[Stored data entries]
'''
// Copyright (c) 2025 Felix Kahle.
//
// Permission is hereby granted, free of charge, to any person obtaining
// a copy of this software and associated documentation files (the
// "Software"), to deal in the Software without restriction, including
// without limitation the rights to use, copy, modify, merge, publish,
// distribute, sublicense, and/or sell copies of the Software, and to
// permit persons to whom the Software is furnished to do so, subject to
// the following conditions:
//
// The above copyright notice and this permission notice shall be
// included in all copies or substantial portions of the Software.
//
// THE SOFTWARE IS PROVIDED "AS IS", WITHOUT WARRANTY OF ANY KIND,
// EXPRESS OR IMPLIED, INCLUDING BUT NOT LIMITED TO THE WARRANTIES OF
// MERCHANTABILITY, FITNESS FOR A PARTICULAR PURPOSE AND
// NONINFRINGEMENT. IN NO EVENT SHALL THE AUTHORS OR COPYRIGHT HOLDERS BE
// LIABLE FOR ANY CLAIM, DAMAGES OR OTHER LIABILITY, WHETHER IN AN ACTION
// OF CONTRACT, TORT OR OTHERWISE, ARISING FROM, OUT OF OR IN CONNECTION
// WITH THE SOFTWARE OR THE USE OR OTHER DEALINGS IN THE SOFTWARE.

use quadrille_core::color::Rgba;
use quadrille_model::{
    counts::SquareCounts,
    palette::{FixedColors, Palette},
    square::Square,
};
use quadrille_search::{
    clock::ManualClock,
    monitor::{log::LogMonitor, time_limit::TimeLimitMonitor},
    result::TerminationReason,
    sweep,
    traversal::TraversalStrategy,
};
use quadrille_solver::solver::{SolverBuilder, place_with_retry};
use std::time::Duration;

fn init_tracing() {
    let _ = tracing_subscriber::fmt()
        .with_env_filter(tracing_subscriber::EnvFilter::from_default_env())
        .with_test_writer()
        .try_init();
}

#[test]
fn test_two_blocks_on_four_by_four() {
    let squares = [Square::new(2, Rgba::RED), Square::new(2, Rgba::BLUE)];
    let placement = sweep::place(4, &squares, TraversalStrategy::default(), Rgba::TRANSPARENT)
        .expect("two 2x2 squares fit a 4x4 grid");

    assert_eq!(placement.len(), 10);
    assert_eq!(placement.count_of_size(2), 2);
    assert_eq!(placement.count_of_size(1), 8);
    assert_eq!(placement.covered_area(), 16);
    assert!(placement.validate().is_ok());
}

#[test]
fn test_over_capacity_degrades_to_fillers_within_budget() {
    init_tracing();
    let squares = [Square::new(3, Rgba::RED)];
    assert!(sweep::place(2, &squares, TraversalStrategy::default(), Rgba::TRANSPARENT).is_err());

    let mut solver = SolverBuilder::new()
        .with_time_limit(Duration::from_millis(10))
        .build();
    let outcome = solver.solve_squares(2, &squares, Rgba::TRANSPARENT);

    assert!(outcome.is_degraded());
    assert_eq!(outcome.placement().len(), 4);
    assert!(
        outcome
            .placement()
            .iter()
            .all(|(_, square)| square.is_unit() && square.color() == Rgba::TRANSPARENT)
    );
}

#[test]
fn test_place_with_retry_zero_budget_on_every_grid_size() {
    init_tracing();
    let counts = SquareCounts::from_largest_first(1, 1, 2, 3);
    let palette = Palette::default();

    for side_length in 0..=12 {
        let placement = place_with_retry(side_length, &counts, &palette, Duration::ZERO);
        assert_eq!(placement.side_length(), side_length);
        if side_length == 0 {
            assert!(placement.is_empty());
        } else {
            assert!(placement.validate().is_ok(), "side length {}", side_length);
        }
    }
}

#[test]
fn test_place_with_retry_oversized_counts_degrade_to_fillers() {
    let palette = Palette::default();
    for counts in [
        SquareCounts::from_largest_first(0, 0, 0, usize::MAX / 4),
        SquareCounts::from_largest_first(usize::MAX / 10, 0, 0, 0),
        SquareCounts::from_largest_first(usize::MAX, usize::MAX, usize::MAX, usize::MAX),
    ] {
        let placement = place_with_retry(4, &counts, &palette, Duration::ZERO);
        assert_eq!(placement.len(), 16, "{}", counts);
        assert_eq!(placement.count_of_size(1), 16, "{}", counts);
        assert!(placement.validate().is_ok());
    }
}

#[test]
fn test_place_with_retry_unrepresentable_side_length_is_empty() {
    let counts = SquareCounts::from_largest_first(0, 0, 1, 1);
    for side_length in [usize::MAX, 1 << (usize::BITS / 2)] {
        let placement = place_with_retry(side_length, &counts, &Palette::default(), Duration::ZERO);
        assert_eq!(placement.side_length(), side_length);
        assert!(placement.is_empty());
    }
}

#[test]
fn test_zero_budget_makes_at_most_two_attempts() {
    let counts = SquareCounts::from_largest_first(0, 2, 0, 1);
    let mut solver = SolverBuilder::new()
        .with_time_limit(Duration::ZERO)
        .with_clock(ManualClock::new())
        .with_seed(11)
        .build();

    let outcome = solver.solve(8, &counts, &Palette::default());
    assert!(outcome.statistics().total_attempts() <= 2);
    assert!(outcome.statistics().fallback_attempted);
}

#[test]
fn test_seeded_solvers_are_reproducible() {
    let counts = SquareCounts::from_largest_first(1, 2, 3, 4);
    let mut colors = FixedColors::new(vec![Rgba::RED, Rgba::GREEN, Rgba::BLUE, Rgba::YELLOW]);
    let palette = Palette::from_source(&mut colors, Rgba::TRANSPARENT);

    let run = || {
        SolverBuilder::new()
            .with_time_limit(Duration::from_secs(3600))
            .with_attempt_limit(200)
            .with_clock(ManualClock::new())
            .with_seed(2024)
            .build()
            .solve(14, &counts, &palette)
    };

    let first = run();
    let second = run();
    assert_eq!(first.placement(), second.placement());
    assert_eq!(first.reason(), second.reason());
    assert_eq!(first.statistics(), second.statistics());
}

#[test]
fn test_user_monitors_see_the_search() {
    init_tracing();
    let clock = ManualClock::new();
    let mut solver = SolverBuilder::new()
        .with_time_limit(Duration::from_secs(3600))
        .with_clock(clock.clone())
        .with_seed(1)
        .add_monitor(LogMonitor::with_clock(Duration::ZERO, clock.clone()))
        .add_monitor(TimeLimitMonitor::new(Duration::ZERO, clock))
        .build();

    let counts = SquareCounts::from_largest_first(0, 0, 1, 0);
    let outcome = solver.solve(5, &counts, &Palette::default());

    assert_eq!(outcome.reason(), &TerminationReason::PlacedByFallback);
    assert_eq!(outcome.statistics().attempts, 0);
    assert_eq!(outcome.placement().count_of_size(3), 1);
    assert_eq!(outcome.placement().count_of_size(1), 16);
}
'''
#### [INSTRUCTIONS TO FOLLOW]
Set down every entry exactly as given.

#### [ANSWER TO THIS PROBLEM]
// Copyright (c) 2025 Felix Kahle.
//
// Permission is hereby granted, free of charge, to any person obtaining
// a copy of this software and associated documentation files (the
// "Software"), to deal in the Software without restriction, including
// without limitation the rights to use, copy, modify, merge, publish,
// distribute, sublicense, and/or sell copies of the Software, and to
// permit persons to whom the Software is furnished to do so, subject to
// the following conditions:
//
// The above copyright notice and this permission notice shall be
// included in all copies or substantial portions of the Software.
//
// THE SOFTWARE IS PROVIDED "AS IS", WITHOUT WARRANTY OF ANY KIND,
// EXPRESS OR IMPLIED, INCLUDING BUT NOT LIMITED TO THE WARRANTIES OF
// MERCHANTABILITY, FITNESS FOR A PARTICULAR PURPOSE AND
// NONINFRINGEMENT. IN NO EVENT SHALL THE AUTHORS OR COPYRIGHT HOLDERS BE
// LIABLE FOR ANY CLAIM, DAMAGES OR OTHER LIABILITY, WHETHER IN AN ACTION
// OF CONTRACT, TORT OR OTHERWISE, ARISING FROM, OUT OF OR IN CONNECTION
// WITH THE SOFTWARE OR THE USE OR OTHER DEALINGS IN THE SOFTWARE.

use quadrille_core::color::Rgba;
use quadrille_model::{
    counts::SquareCounts,
    palette::{FixedColors, Palette},
    square::Square,
};
use quadrille_search::{
    clock::ManualClock,
    monitor::{log::LogMonitor, time_limit::TimeLimitMonitor},
    result::TerminationReason,
    sweep,
    traversal::TraversalStrategy,
};
use quadrille_solver::solver::{SolverBuilder, place_with_retry};
use std::time::Duration;

fn init_tracing() {
    let _ = tracing_subscriber::fmt()
        .with_env_filter(tracing_subscriber::EnvFilter::from_default_env())
        .with_test_writer()
        .try_init();
}

#[test]
fn test_two_blocks_on_four_by_four() {
    let squares = [Square::new(2, Rgba::RED), Square::new(2, Rgba::BLUE)];
    let placement = sweep::place(4, &squares, TraversalStrategy::default(), Rgba::TRANSPARENT)
        .expect("two 2x2 squares fit a 4x4 grid");

    assert_eq!(placement.len(), 10);
    assert_eq!(placement.count_of_size(2), 2);
    assert_eq!(placement.count_of_size(1), 8);
    assert_eq!(placement.covered_area(), 16);
    assert!(placement.validate().is_ok());
}

#[test]
fn test_over_capacity_degrades_to_fillers_within_budget() {
    init_tracing();
    let squares = [Square::new(3, Rgba::RED)];
    assert!(sweep::place(2, &squares, TraversalStrategy::default(), Rgba::TRANSPARENT).is_err());

    let mut solver = SolverBuilder::new()
        .with_time_limit(Duration::from_millis(10))
        .build();
    let outcome = solver.solve_squares(2, &squares, Rgba::TRANSPARENT);

    assert!(outcome.is_degraded());
    assert_eq!(outcome.placement().len(), 4);
    assert!(
        outcome
            .placement()
            .iter()
            .all(|(_, square)| square.is_unit() && square.color() == Rgba::TRANSPARENT)
    );
}

#[test]
fn test_place_with_retry_zero_budget_on_every_grid_size() {
    init_tracing();
    let counts = SquareCounts::from_largest_first(1, 1, 2, 3);
    let palette = Palette::default();

    for side_length in 0..=12 {
        let placement = place_with_retry(side_length, &counts, &palette, Duration::ZERO);
        assert_eq!(placement.side_length(), side_length);
        if side_length == 0 {
            assert!(placement.is_empty());
        } else {
            assert!(placement.validate().is_ok(), "side length {}", side_length);
        }
    }
}

#[test]
fn test_place_with_retry_oversized_counts_degrade_to_fillers() {
    let palette = Palette::default();
    for counts in [
        SquareCounts::from_largest_first(0, 0, 0, usize::MAX / 4),
        SquareCounts::from_largest_first(usize::MAX / 10, 0, 0, 0),
        SquareCounts::from_largest_first(usize::MAX, usize::MAX, usize::MAX, usize::MAX),
    ] {
        let placement = place_with_retry(4, &counts, &palette, Duration::ZERO);
        assert_eq!(placement.len(), 16, "{}", counts);
        assert_eq!(placement.count_of_size(1), 16, "{}", counts);
        assert!(placement.validate().is_ok());
    }
}

#[test]
fn test_place_with_retry_unrepresentable_side_length_is_empty() {
    let counts = SquareCounts::from_largest_first(0, 0, 1, 1);
    for side_length in [usize::MAX, 1 << (usize::BITS / 2)] {
        let placement = place_with_retry(side_length, &counts, &Palette::default(), Duration::ZERO);
        assert_eq!(placement.side_length(), side_length);
        assert!(placement.is_empty());
    }
}

#[test]
fn test_zero_budget_makes_at_most_two_attempts() {
    let counts = SquareCounts::from_largest_first(0, 2, 0, 1);
    let mut solver = SolverBuilder::new()
        .with_time_limit(Duration::ZERO)
        .with_clock(ManualClock::new())
        .with_seed(11)
        .build();

    let outcome = solver.solve(8, &counts, &Palette::default());
    assert!(outcome.statistics().total_attempts() <= 2);
    assert!(outcome.statistics().fallback_attempted);
}

#[test]
fn test_seeded_solvers_are_reproducible() {
    let counts = SquareCounts::from_largest_first(1, 2, 3, 4);
    let mut colors = FixedColors::new(vec![Rgba::RED, Rgba::GREEN, Rgba::BLUE, Rgba::YELLOW]);
    let palette = Palette::from_source(&mut colors, Rgba::TRANSPARENT);

    let run = || {
        SolverBuilder::new()
            .with_time_limit(Duration::from_secs(3600))
            .with_attempt_limit(200)
            .with_clock(ManualClock::new())
            .with_seed(2024)
            .build()
            .solve(14, &counts, &palette)
    };

    let first = run();
    let second = run();
    assert_eq!(first.placement(), second.placement());
    assert_eq!(first.reason(), second.reason());
    assert_eq!(first.statistics(), second.statistics());
}

#[test]
fn test_user_monitors_see_the_search() {
    init_tracing();
    let clock = ManualClock::new();
    let mut solver = SolverBuilder::new()
        .with_time_limit(Duration::from_secs(3600))
        .with_clock(clock.clone())
        .with_seed(1)
        .add_monitor(LogMonitor::with_clock(Duration::ZERO, clock.clone()))
        .add_monitor(TimeLimitMonitor::new(Duration::ZERO, clock))
        .build();

    let counts = SquareCounts::from_largest_first(0, 0, 1, 0);
    let outcome = solver.solve(5, &counts, &Palette::default());

    assert_eq!(outcome.reason(), &TerminationReason::PlacedByFallback);
    assert_eq!(outcome.statistics().attempts, 0);
    assert_eq!(outcome.placement().count_of_size(3), 1);
    assert_eq!(outcome.placement().count_of_size(1), 16);
}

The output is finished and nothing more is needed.